Last weekend, Molly went to New York to see a friend, taking Larkin along. They drove away at 4 on Saturday, and I didn't see them again until Sunday night at 10, when I carried Larkin, asleep and clinging to my neck, back up to her room.

Thirty hours of freedom, all for me. The time stretched out in front of me like an enormous cake. Where to bite first?

Biology teaches us that the freed parent will hurtle toward whatever he or she feels most deprived of. Within 10 minutes of Molly and Larkin's exit, I was scanning the local movie listings. Movies are a near-universal casualty of early parenthood, since the added cost of a sitter pushes an already pricy ticket over the edge. Bundling my pleasures together, I decided to stop first at a Laotian restaurant I hadn't been to for ages -- Larkin having not yet developed a taste for larb kai or, for that matter, any restaurant not peopled by mobs of screaming kids.

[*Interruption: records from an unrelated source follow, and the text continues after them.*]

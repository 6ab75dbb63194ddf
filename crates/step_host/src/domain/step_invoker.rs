use crate::domain::{StepRequest, StepResponse};
use async_trait::async_trait;
use thiserror::Error;

/// Failures that keep an invocation from producing any response.
///
/// Per-message failures never show up here; they come back as an error
/// envelope routed to the errors topic.
#[derive(Debug, Error)]
pub enum InvokeError {
    /// The step endpoint refused the message itself; redelivering won't help
    #[error("step endpoint rejected the message with status {status}: {body}")]
    Rejected { status: u16, body: String },

    #[error("step endpoint unavailable: {0:#}")]
    Unavailable(#[from] anyhow::Error),
}

/// Runs one pipeline step invocation, in-process or across a transport.
#[cfg_attr(any(test, feature = "testing"), mockall::automock)]
#[async_trait]
pub trait StepInvoker: Send + Sync {
    async fn invoke(&self, request: StepRequest) -> Result<StepResponse, InvokeError>;
}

And so at 5 p.m., when normally I'd be helping with the pesky task of getting Larkin to eat, there I was, sprawled in a booth at the East-West Grille, dining on fried dumplings, drinking beer, and reading my way through The New Yorker. From there it was a short hop to the theater and Quantum of Solace, the new James Bond movie. By now I felt Bond-like myself, unattached and dangerous, with no mission other than to relax and enjoy myself -- a Dad, licensed to chill.

Back home, the house was still a mess from the helter-skelter of Molly and Larkin's rushed departure. Who cared? I ensconced myself in the recliner, put on a football game, and plowed through a stack of old New York Times, catching up on Business sections, even Science and Automotive -- all these compartments of the living, breathing world that I hadn't dipped into in months. Finally I went to bed, and slept eight hours solid, no wake-ups, no plaintive little girl in the night. Then it was up and out for a full-morning spree at the gym: two hours of basketball, Meet the Press from atop the exercise bike, a luxurious dip in the whirlpool.

I know, my weekend was a parody of maleness. But so what? It wasmy weekend! I was having a blast. Throughout, I kept experiencing a time-travel sensation, a strange sort of déjà vu. Finally I realized: The weekend felt like the old me; like life as I had known it for roughly 94 percent of my time on earth so far.

I'm currently writing a book about late-onset fatherhood, and the section I'm working on covers the years in Molly's and my marriage before Larkin was born. As I write about that time in our life together, I'll find myself committing a curious mental slip. Recounting, say, an anniversary trip we took in 2003, I'll instinctively ask myself, But what did we do with Larkin that day?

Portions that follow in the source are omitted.